13. If the instructions say that city ordinance won't allow people to line up before 10:00 a.m., be there by 9 a.m. or you'll barely get in. We got there at 9:55 and were on the third-to-last row in the huge theater. The line was three city blocks long!

14. Be the first person in line at concessions or you won't get food. They were sold out by the time we got to concessions between the dress rehearsal and recording. Since we couldn't bring food in with us, that meant we went nearly 12 hours without eating!

15. Attending American Idol is a FABULOUS way to get some exercise.

16. Even if you're a 29-year-old stay-at-home Mom, it's still thrilling to scream like a teenager when you see the American Idol finalists. I'm only a little bit embarrassed, and it was a great way to relieve stress. :)

17. If you're going to be standing outside in a line for over three hours, it's a good idea to put sunscreen on your arms and neck... not just your face. (Oops again.) Or at least turn from side to side so you roast evenly and not just on one arm.

18. It's totally worth it. How fun!

19. Even if you had nothing to eat all day, it's still not a good idea to pig out afterward at a cool restaurant.
20. Of course I missed my family. I just had to remind myself once in a while.

21. My sister's couch is infinitely more comfortable than my very old and low quality mattress.

22. Sleeping in until 6:30 a.m. LA time is super nice! That's 7:30 a.m. Utah time. What decadence. I could have slept all day but I had more important things to attend to.

23. Portos is still my favorite place in the entire world to eat!!! I brought home boxes of pastries, cookies, croissants and a loaf of sourdough to share with my family. That was my carry on. Don't laugh at me. You would do the exact same thing if you had been to Portos. BEST BAKERY I'VE EVER BEEN TO! Mmmmmm!

Time to wax poetic...

An ode to Portos


How do I love thee?

Let me count the ways...

Pastries, pies and Portos...

Buttery baked breads...

Heaven in one bite!

24. Airplane snacks are getting grosser and grosser. But Biscoff cookies are still super yummy. I wonder how to make them.

25. After the doors have been closed, empty seats are fair game so you might as well scoot up closer to the front of the theater. Especially if you started out in the verrrrry back!

26. That sick, angry feeling in my stomach on Wednesday night told me I was lying to myself by saying, "I don't care who wins.

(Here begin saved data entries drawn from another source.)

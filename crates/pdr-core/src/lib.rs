//! Property-directed reachability (IC3) for safety properties of
//! And-Inverter Graph transition systems.
//!
//! Given a system whose registers start at 0 and a `bad` output, [`check`]
//! (or a [`Pdr`] handle for finer control) returns one of:
//! - [`Verdict::Proved`] with an inductive [`Invariant`],
//! - [`Verdict::Disproved`] with a replayable [`Counterexample`],
//! - [`Verdict::Aborted`] when a resource limit or cancellation fires.
//!
//! Frames are delta-encoded (each blocked cube lives at the highest level
//! where its clause is known to hold) and each frame keeps its own
//! incremental solver behind the [`pdr_sat::SatEngine`] trait.

pub mod certify;
pub mod config;
pub mod cube;
pub mod engine;
pub mod frames;
mod generalize;
pub mod invariant;
pub mod lift;
pub mod lineage;
pub mod obligation;
pub mod stats;
pub mod trace;

use std::fmt;

use thiserror::Error;

pub use certify::CertifyError;
pub use config::PdrConfig;
pub use cube::{Cube, Lit};
pub use engine::{check, Pdr};
pub use invariant::Invariant;
pub use lineage::{CubeTable, LineageTree};
pub use obligation::{Obligation, ObligationQueue};
pub use stats::{CsvSink, NullSink, PdrStats, StatsSink};
pub use trace::Counterexample;

#[derive(Debug, Error)]
pub enum PdrError {
    #[error("malformed system: {0}")]
    System(#[from] pdr_aig::AigError),

    #[error("expected {expected} register priorities, got {found}")]
    PriorityHints { expected: usize, found: usize },
}

pub type PdrResult<T> = Result<T, PdrError>;

/// Why a run stopped without a verdict.
#[derive(Debug, Clone, Copy, PartialEq, Eq)]
pub enum AbortReason {
    /// A relative-induction query exceeded the conflict budget.
    ConflictLimit { frame: usize },
    Timeout,
    FrameLimit { frames: usize },
    Cancelled,
}

impl fmt::Display for AbortReason {
    fn fmt(&self, f: &mut fmt::Formatter<'_>) -> fmt::Result {
        match self {
            AbortReason::ConflictLimit { frame } => write!(f, "conflict limit reached in frame {frame}"),
            AbortReason::Timeout => write!(f, "time limit reached"),
            AbortReason::FrameLimit { frames } => write!(f, "frame limit of {frames} reached"),
            AbortReason::Cancelled => write!(f, "cancelled"),
        }
    }
}

#[derive(Debug, Clone)]
pub enum Verdict {
    Proved { invariant: Invariant },
    Disproved { cex: Counterexample },
    Aborted { reason: AbortReason, frames: usize },
}

impl Verdict {
    pub fn is_proved(&self) -> bool {
        matches!(self, Verdict::Proved { .. })
    }

    pub fn is_disproved(&self) -> bool {
        matches!(self, Verdict::Disproved { .. })
    }

    pub fn is_aborted(&self) -> bool {
        matches!(self, Verdict::Aborted { .. })
    }
}
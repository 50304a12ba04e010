//! Independent checks of verdicts, using a fresh solver and plain
//! simulation rather than any state of the run that produced them.

use pdr_aig::{Aig, Cnf};
use pdr_sat::{Lit as SatLit, SatEngine, SolveResult};
use thiserror::Error;

use crate::invariant::Invariant;
use crate::trace::Counterexample;
use crate::Verdict;

#[derive(Debug, Error, PartialEq, Eq)]
pub enum CertifyError {
    #[error("clause blocking {cube} excludes the initial state")]
    Initiation { cube: String },

    #[error("clause blocking {cube} is not preserved by the transition relation")]
    Consecution { cube: String },

    #[error("invariant does not exclude the bad states")]
    Safety,

    #[error("solver gave up while checking the invariant")]
    Inconclusive,

    #[error("counterexample step {step} has {found} inputs, expected {expected}")]
    InputWidth { step: usize, found: usize, expected: usize },

    #[error("replaying the counterexample does not reach a bad state")]
    NoViolation,
}

/// Check any verdict; aborted runs have nothing to check.
pub fn certify<S: SatEngine + Default>(aig: &Aig, verdict: &Verdict) -> Result<(), CertifyError> {
    match verdict {
        Verdict::Proved { invariant } => check_invariant::<S>(aig, invariant),
        Verdict::Disproved { cex } => check_counterexample(aig, cex),
        Verdict::Aborted { .. } => Ok(()),
    }
}

/// Initiation, consecution and safety of `invariant` for `aig`.
pub fn check_invariant<S: SatEngine + Default>(aig: &Aig, invariant: &Invariant) -> Result<(), CertifyError> {
    for cube in invariant.cubes() {
        if cube.is_initial(None) {
            return Err(CertifyError::Initiation { cube: cube.to_string() });
        }
    }

    let cnf = Cnf::new(aig);
    let mut solver = S::default();
    cnf.load(&mut solver);
    for cube in invariant.cubes() {
        let clause: Vec<SatLit> = cube
            .lits()
            .iter()
            .map(|l| !cnf.latch_lit(l.var(), l.value()))
            .collect();
        solver.add_clause(&clause);
    }

    match solver.solve(&[cnf.bad()], None) {
        SolveResult::Unsat => {}
        SolveResult::Sat => return Err(CertifyError::Safety),
        SolveResult::Unknown => return Err(CertifyError::Inconclusive),
    }

    for cube in invariant.cubes() {
        let next: Vec<SatLit> = cube
            .lits()
            .iter()
            .map(|l| cnf.next_lit(l.var(), l.value()))
            .collect();
        match solver.solve(&next, None) {
            SolveResult::Unsat => {}
            SolveResult::Sat => return Err(CertifyError::Consecution { cube: cube.to_string() }),
            SolveResult::Unknown => return Err(CertifyError::Inconclusive),
        }
    }
    Ok(())
}

/// Replay `cex` from the reset state and confirm `bad` fires at the end.
pub fn check_counterexample(aig: &Aig, cex: &Counterexample) -> Result<(), CertifyError> {
    let expected = aig.num_inputs();
    for (step, inputs) in cex.inputs().enumerate() {
        if inputs.len() != expected {
            return Err(CertifyError::InputWidth { step, found: inputs.len(), expected });
        }
    }
    let mut state = aig.initial_state();
    for inputs in &cex.transitions {
        state = aig.step(&state, inputs).0;
    }
    if aig.step(&state, &cex.bad_inputs).1 {
        Ok(())
    } else {
        Err(CertifyError::NoViolation)
    }
}

#[cfg(test)]
mod tests {
    use super::*;
    use crate::cube::{Cube, Lit};
    use pdr_aig::library;
    use pdr_sat::Cadical;

    #[test]
    fn rejects_non_inductive_invariant() {
        // Blocking only the bad state of a counter is not inductive.
        let aig = library::counter(2, 3);
        let inv = Invariant::new(vec![Cube::new(vec![Lit::new(0, true), Lit::new(1, true)], &[])], 2, 1);
        assert!(matches!(check_invariant::<Cadical>(&aig, &inv), Err(CertifyError::Consecution { .. })));
    }

    #[test]
    fn rejects_invariant_missing_safety() {
        let aig = library::stuck_at_zero();
        let inv = Invariant::new(Vec::new(), 1, 1);
        assert_eq!(check_invariant::<Cadical>(&aig, &inv), Err(CertifyError::Safety));
    }

    #[test]
    fn rejects_invariant_excluding_reset() {
        let aig = library::stuck_at_zero();
        let inv = Invariant::new(vec![Cube::new(vec![Lit::new(0, false)], &[])], 1, 1);
        assert!(matches!(check_invariant::<Cadical>(&aig, &inv), Err(CertifyError::Initiation { .. })));
    }

    #[test]
    fn accepts_inductive_invariant() {
        let aig = library::stuck_at_zero();
        let inv = Invariant::new(vec![Cube::new(vec![Lit::new(0, true)], &[])], 1, 1);
        assert_eq!(check_invariant::<Cadical>(&aig, &inv), Ok(()));
    }

    #[test]
    fn replays_counterexamples() {
        let aig = library::toggle();
        let good = Counterexample { transitions: vec![vec![]], bad_inputs: vec![], cubes: Vec::new() };
        assert_eq!(check_counterexample(&aig, &good), Ok(()));
        let short = Counterexample { transitions: Vec::new(), bad_inputs: vec![], cubes: Vec::new() };
        assert_eq!(check_counterexample(&aig, &short), Err(CertifyError::NoViolation));
        let wide = Counterexample { transitions: vec![vec![true]], bad_inputs: vec![], cubes: Vec::new() };
        assert!(matches!(check_counterexample(&aig, &wide), Err(CertifyError::InputWidth { step: 0, .. })));
    }
}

They're both fabulous!!" I guess I love to root for the local kid.

27. There are "stand in judges" at the dress rehearsal that don't really look like the judges but are HILARIOUS! (Yo yo yo yo yo yo yo yoooooo dawwwwg!) The fake Paula said to David Cook, "You may not have found what you were looking for but a lot of other people have!" Then the real Paula said at the live performance, "You may not have found what you were looking for but I know all of us did!" David Cook smiled knowingly and looked amused when she said that. It was super funny.


28. Even if you're an upright, honest human being who tends to obey rules, it WILL kill you when you resist the temptation to sneak in a camera or cell phone. That was impossibly hard to resist but I was too afraid of getting booted if I got busted! Hence no photos of me cheering at the Nokia Theater. :-(


29. Even if the dress code ("which will be strictly enforced") says no t-shirts, no white, dark colors, no logos and dress "hip and upscale" they'll apparently let in anybody who is wearing anything. Grrr... At least I tried to look nice.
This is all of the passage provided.